Publication Date
2-1-2017
Journal
The Texas Heart Journal
DOI
10.14503/THIJ-15-5628
PMID
28265217
Publication Date(s)
February 2017
Language
English
PMCID
PMC5317364
PubMedCentral® Posted Date
2-1-2017
PubMedCentral® Full Text Version
Post-Print
Published Open-Access
yes
Keywords
Adolescent, cardiomyopathies/chemically induced, cardiovascular surgical procedures/instrumentation/methods, device removal/methods, equipment design, heart failure/therapy, heart-assist devices/utilization, recovery of function, titanium, treatment outcome
Copyright
This work is licensed under a Creative Commons Attribution-NonCommercial-No Derivative Works 4.0 International License.
Abstract
We describe the case of a teenage girl with anthracycline-induced cardiomyopathy who received a HeartWare ventricular assist device and underwent successful device explantation after cardiac recovery. During device support, the patient's cardiac function returned to normal. Twelve months after implantation, we explanted the device via repeat median sternotomy.

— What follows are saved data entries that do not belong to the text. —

use reqwest::Client;
use serde_json::Value;
use tracing::info;

use crate::error::PageError;

pub async fn fetch_login_token(client: &Client, api_url: &url::Url) -> Result<String, PageError> {
    let resp: Value = client
        .get(api_url.as_str())
        .query(&[
            ("action", "query"),
            ("meta", "tokens"),
            ("type", "login"),
            ("format", "json"),
        ])
        .send()
        .await?
        .json()
        .await?;

    resp["query"]["tokens"]["logintoken"]
        .as_str()
        .map(String::from)
        .ok_or_else(|| PageError::Auth {
            reason: "no login token returned".into(),
        })
}

pub async fn login_bot_password(
    client: &Client,
    api_url: &url::Url,
    username: &str,
    password: &str,
) -> Result<(), PageError> {
    let token = fetch_login_token(client, api_url).await?;

    let resp: Value = client
        .post(api_url.as_str())
        .form(&[
            ("action", "login"),
            ("lgname", username),
            ("lgpassword", password),
            ("lgtoken", &token),
            ("format", "json"),
        ])
        .send()
        .await?
        .json()
        .await?;

    let result = resp["login"]["result"].as_str().unwrap_or("");
    if result == "Success" {
        info!(username, "Login successful");
        Ok(())
    } else {
        let reason = resp["login"]["reason"]
            .as_str()
            .unwrap_or("Unknown")
            .to_string();
        Err(PageError::Auth { reason })
    }
}
//! Per-action protection schedule for a page.
//!
//! The API reports protection as a list of `{type, level, expiry}` entries.
//! Actions without an entry are unrestricted; the three standard actions
//! (edit, move, create) are always present in the schedule so callers can
//! look them up without caring whether the wiki reported them.

use std::collections::BTreeMap;

use chrono::{DateTime, NaiveDateTime, Utc};
use serde::{Deserialize, Serialize};

const STANDARD_ACTIONS: &[&str] = &["edit", "move", "create"];

/// The restriction on one action: which user right is required and until
/// when. `(None, None)` means no restriction.
#[derive(Debug, Clone, Default, PartialEq, Eq, Serialize, Deserialize)]
pub struct Restriction {
    pub level: Option<String>,
    pub expiry: Option<DateTime<Utc>>,
}

impl Restriction {
    pub fn new(level: impl Into<String>, expiry: DateTime<Utc>) -> Self {
        Self {
            level: Some(level.into()),
            expiry: Some(expiry),
        }
    }

    pub fn is_unrestricted(&self) -> bool {
        self.level.is_none()
    }
}

/// Map from action name to its restriction. Wikis may configure actions
/// beyond the standard three; those show up as extra keys.
#[derive(Debug, Clone, PartialEq, Eq, Serialize, Deserialize)]
pub struct Protection {
    entries: BTreeMap<String, Restriction>,
}

impl Default for Protection {
    fn default() -> Self {
        let mut entries = BTreeMap::new();
        for action in STANDARD_ACTIONS {
            entries.insert((*action).to_string(), Restriction::default());
        }
        Self { entries }
    }
}

impl Protection {
    pub fn get(&self, action: &str) -> Option<&Restriction> {
        self.entries.get(action)
    }

    pub fn set(&mut self, action: impl Into<String>, restriction: Restriction) {
        self.entries.insert(action.into(), restriction);
    }

    /// Iterate entries in sorted action-name order.
    pub fn iter(&self) -> impl Iterator<Item = (&str, &Restriction)> {
        self.entries.iter().map(|(k, v)| (k.as_str(), v))
    }
}

/// Parse an expiry string as the API reports it. `"infinity"` and an absent
/// expiry both mean the restriction never lapses; anything unparseable
/// degrades to the unbounded timestamp instead of failing the whole load.
pub fn parse_expiry(expiry: Option<&str>) -> DateTime<Utc> {
    match expiry {
        None => DateTime::<Utc>::MAX_UTC,
        Some("infinity") => DateTime::<Utc>::MAX_UTC,
        Some(s) => NaiveDateTime::parse_from_str(s, "%Y-%m-%dT%H:%M:%SZ")
            .map(|naive| naive.and_utc())
            .unwrap_or(DateTime::<Utc>::MAX_UTC),
    }
}

#[cfg(test)]
mod tests {
    use super::*;
    use chrono::TimeZone;

    #[test]
    fn test_default_has_standard_actions() {
        let protection = Protection::default();
        for action in ["edit", "move", "create"] {
            let restriction = protection.get(action).expect("standard action present");
            assert!(restriction.is_unrestricted());
            assert!(restriction.expiry.is_none());
        }
        assert!(protection.get("upload").is_none());
    }

    #[test]
    fn test_set_overrides_default() {
        let mut protection = Protection::default();
        protection.set(
            "edit",
            Restriction::new("sysop", DateTime::<Utc>::MAX_UTC),
        );
        let edit = protection.get("edit").unwrap();
        assert_eq!(edit.level.as_deref(), Some("sysop"));
        assert_eq!(edit.expiry, Some(DateTime::<Utc>::MAX_UTC));
        assert!(protection.get("move").unwrap().is_unrestricted());
    }

    #[test]
    fn test_parse_expiry_infinity() {
        assert_eq!(parse_expiry(Some("infinity")), DateTime::<Utc>::MAX_UTC);
    }

    #[test]
    fn test_parse_expiry_absent() {
        assert_eq!(parse_expiry(None), DateTime::<Utc>::MAX_UTC);
    }

    #[test]
    fn test_parse_expiry_absolute() {
        let parsed = parse_expiry(Some("2030-01-01T00:00:00Z"));
        assert_eq!(parsed, Utc.with_ymd_and_hms(2030, 1, 1, 0, 0, 0).unwrap());
    }

    #[test]
    fn test_parse_expiry_garbage_degrades() {
        assert_eq!(parse_expiry(Some("never")), DateTime::<Utc>::MAX_UTC);
    }

    #[test]
    fn test_iter_sorted() {
        let protection = Protection::default();
        let actions: Vec<&str> = protection.iter().map(|(a, _)| a).collect();
        assert_eq!(actions, vec!["create", "edit", "move"]);
    }
}
use thiserror::Error;

/// Failures raised by the page protocol and the query path.
///
/// Backend-reported *write* failures (edit conflicts, checksum mismatches,
/// already-exists on create) are not represented here: the write methods
/// return the backend's raw result payload and callers inspect its status.
/// Only local precondition failures and query/transport failures raise.
#[derive(Debug, Error)]
pub enum PageError {
    #[error("page identity: {0}")]
    Construction(String),

    #[error("page {0:?} is invalid")]
    InvalidPage(String),

    #[error("page {0:?} does not exist")]
    NonexistentPage(String),

    #[error("missing the {capability:?} permission for page {title:?}")]
    Permission { capability: String, title: String },

    #[error("API error: {code} - {info}")]
    Api { code: String, info: String },

    #[error("auth failed: {reason}")]
    Auth { reason: String },

    #[error("malformed API response: {0}")]
    Response(String),

    #[error("network: {0}")]
    Network(#[from] reqwest::Error),
}
//! Enumeration types shared by the board, the town AI, and observers.

use serde::{Deserialize, Serialize};
use ts_rs::TS;

// ---------------------------------------------------------------------------
// Contract classification
// ---------------------------------------------------------------------------

/// The variant of a contract on the board.
#[derive(Debug, Clone, Copy, PartialEq, Eq, PartialOrd, Ord, Hash, Serialize, Deserialize, TS)]
#[ts(export, export_to = "bindings/")]
pub enum ContractKind {
    /// A town offers surplus goods to the highest bidder.
    Sell,
    /// Delivery job spawned when a sell auction closes.
    Courier,
}

/// Lifecycle stage of a contract, derived from its state and the clock.
///
/// ```text
/// Open --(close)--> CourierPhase --(delivery)--> Completed
///   |                    |
///   +--(no bids)--> Expired <--(courier timeout)--+
/// ```
#[derive(Debug, Clone, Copy, PartialEq, Eq, PartialOrd, Ord, Hash, Serialize, Deserialize, TS)]
#[ts(export, export_to = "bindings/")]
pub enum ContractStatus {
    /// Auction is accepting bids.
    Open,
    /// Auction closed; the winning bid awaits delivery.
    CourierPhase,
    /// Goods delivered and payment settled.
    Completed,
    /// Deadline passed without settlement.
    Expired,
}

impl ContractStatus {
    /// Whether the contract still ties up the issuer's listing slot.
    pub const fn is_active(self) -> bool {
        matches!(self, Self::Open | Self::CourierPhase)
    }
}

// ---------------------------------------------------------------------------
// Bidding outcomes
// ---------------------------------------------------------------------------

/// Why the board turned a bid down.
///
/// All of these are ordinary business outcomes. The bidder drops or
/// re-evaluates on its next cycle; nothing is retried internally.
#[derive(Debug, Clone, Copy, PartialEq, Eq, Hash, Serialize, Deserialize, TS)]
#[ts(export, export_to = "bindings/")]
pub enum BidRejection {
    /// No contract with that id is on the board.
    NotFound,
    /// The auction duration has elapsed.
    Expired,
    /// The auction already moved to the courier phase.
    AuctionClosed,
    /// Amount does not beat the current highest bid (or the base price).
    TooLow,
    /// The bidder cannot cover the amount from its currency balance.
    InsufficientFunds,
    /// Towns cannot bid on their own listings.
    OwnContract,
}

impl core::fmt::Display for BidRejection {
    fn fmt(&self, f: &mut core::fmt::Formatter<'_>) -> core::fmt::Result {
        let text = match self {
            Self::NotFound => "contract not found",
            Self::Expired => "contract expired",
            Self::AuctionClosed => "auction closed",
            Self::TooLow => "bid too low",
            Self::InsufficientFunds => "insufficient funds",
            Self::OwnContract => "cannot bid on own contract",
        };
        f.write_str(text)
    }
}

/// Result of submitting a bid to the board.
#[derive(Debug, Clone, Copy, PartialEq, Eq, Serialize, Deserialize, TS)]
#[ts(export, export_to = "bindings/")]
pub enum BidResult {
    /// The bid is now the highest bid and its funds are in escrow.
    Accepted,
    /// The bid was refused and board state is unchanged.
    Rejected(BidRejection),
}

impl BidResult {
    /// Whether the bid was accepted.
    pub const fn is_accepted(self) -> bool {
        matches!(self, Self::Accepted)
    }
}

/// Result of a player trying to take a courier job.
#[derive(Debug, Clone, Copy, PartialEq, Eq, Serialize, Deserialize, TS)]
#[ts(export, export_to = "bindings/")]
pub enum ClaimResult {
    /// The player is now the courier.
    Claimed,
    /// Another player got there first.
    AlreadyClaimed,
    /// No courier job with that id is open.
    NotFound,
}

#[cfg(test)]
mod tests {
    use super::*;

    #[test]
    fn active_statuses() {
        assert!(ContractStatus::Open.is_active());
        assert!(ContractStatus::CourierPhase.is_active());
        assert!(!ContractStatus::Completed.is_active());
        assert!(!ContractStatus::Expired.is_active());
    }

    #[test]
    fn bid_result_serde_shape() {
        let json = serde_json::to_string(&BidResult::Rejected(BidRejection::TooLow)).ok();
        assert_eq!(json.as_deref(), Some(r#"{"Rejected":"TooLow"}"#));
        assert!(BidResult::Accepted.is_accepted());
    }
}
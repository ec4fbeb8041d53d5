//! Town resource ledgers and contract escrow for the Tradepost economy.
//!
//! Every unit a town owns lives in a [`ResourceLedger`]. Units committed to
//! a contract leave the owner's ledger and sit in the [`EscrowBook`] until
//! the contract settles, expires, or the bid that reserved them is outbid.
//! Nothing is created or destroyed along the way: a unit is either in some
//! town's ledger or held against exactly one contract.
//!
//! # Modules
//!
//! - [`ledger`] -- The [`ResourceLedger`] collaborator trait and the in-memory
//!   [`TownLedger`].
//! - [`escrow`] -- The [`EscrowBook`]: per-contract holds plus an append-only
//!   journal of every reserve, release, and settle.
//! - [`conservation`] -- Journal audit that the holds match the movements.
//!
//! # Conservation Law
//!
//! For every resource R:
//!
//! ```text
//! sum(reserved R) - sum(released R) - sum(settled R) == held R
//! ```
//!
//! # Usage
//!
//! ```
//! use tradepost_ledger::{EscrowBook, HoldKind, HoldRequest, ResourceLedger, TownLedger};
//! use tradepost_ledger::conservation::AuditResult;
//! use tradepost_types::{AgentId, ContractId, ResourceId};
//!
//! let mut ledger = TownLedger::new();
//! let mut escrow = EscrowBook::new();
//! let seller = AgentId::new();
//! let buyer = AgentId::new();
//! let wood = ResourceId::from("wood");
//! let contract = ContractId::new();
//!
//! ledger.credit(seller, &wood, 300);
//! escrow
//!     .reserve(&mut ledger, HoldRequest {
//!         tick: 1,
//!         contract_id: contract,
//!         kind: HoldKind::Goods,
//!         owner: seller,
//!         resource: wood.clone(),
//!         amount: 50,
//!     })
//!     .ok();
//! assert_eq!(ledger.balance(seller, &wood), 250);
//!
//! escrow.settle(&mut ledger, 2, contract, HoldKind::Goods, buyer);
//! assert_eq!(ledger.balance(buyer, &wood), 50);
//! assert_eq!(escrow.audit(), AuditResult::Balanced);
//! ```

pub mod conservation;
pub mod escrow;
pub mod ledger;

// Re-export primary types at crate root.
pub use conservation::AuditResult;
pub use escrow::{EscrowBook, EscrowEntry, EscrowHold, EscrowMovement, HoldKind, HoldRequest};
pub use ledger::{ResourceLedger, TownLedger};

use std::collections::BTreeMap;

use tradepost_types::{AgentId, ContractId, ResourceId};

// ---------------------------------------------------------------------------
// Error types
// ---------------------------------------------------------------------------

/// Errors that can occur when moving resources into or out of escrow.
#[derive(Debug, Clone, PartialEq, Eq, thiserror::Error)]
pub enum LedgerError {
    /// Escrow amounts must be strictly positive.
    #[error("escrow amount must be positive, got {amount}")]
    NonPositiveAmount {
        /// The invalid amount.
        amount: i64,
    },

    /// The owner's ledger cannot cover the reservation.
    #[error("{agent} holds {available} {resource}, cannot reserve {requested}")]
    InsufficientBalance {
        /// The town whose ledger was short.
        agent: AgentId,
        /// The resource being reserved.
        resource: ResourceId,
        /// The amount requested.
        requested: i64,
        /// The balance at the time of the request.
        available: i64,
    },

    /// A contract already has a hold of this kind.
    #[error("contract {contract_id} already holds {kind:?} in escrow")]
    SlotOccupied {
        /// The contract.
        contract_id: ContractId,
        /// The occupied slot.
        kind: HoldKind,
    },
}

// ---------------------------------------------------------------------------
// Anomaly type
// ---------------------------------------------------------------------------

/// A mismatch between the escrow journal and the live holds.
///
/// Produced by [`EscrowBook::audit`]. Any anomaly means units were lost or
/// duplicated somewhere between a town ledger and the board.
#[derive(Debug, Clone, PartialEq, Eq)]
pub struct EscrowAnomaly {
    /// Per-resource mismatch: (`journal_net`, `held_total`).
    pub imbalances: BTreeMap<ResourceId, (i64, i64)>,
    /// Human-readable description of the anomaly.
    pub message: String,
}

impl core::fmt::Display for EscrowAnomaly {
    fn fmt(&self, f: &mut core::fmt::Formatter<'_>) -> core::fmt::Result {
        write!(f, "{}", self.message)
    }
}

To close the hole in the left ventricular apex and preserve the sewing ring in case future device support is needed, we used a German-manufactured titanium plug, developed specifically for this purpose. To our knowledge, this is the first use of this plug in the United States. The patient recovered uneventfully and was discharged from the hospital on postoperative day 11. Left ventricular biopsy specimens at explantation revealed the resolution of previous degenerative sarcomeric changes. Our patient did well clinically; however, recurrent late anthracycline cardiotoxicity might subsequently cause her cardiac function to deteriorate. In this event, our use of the titanium plug to preserve the left ventricular sewing ring would enable easier device replacement than would other explantation options.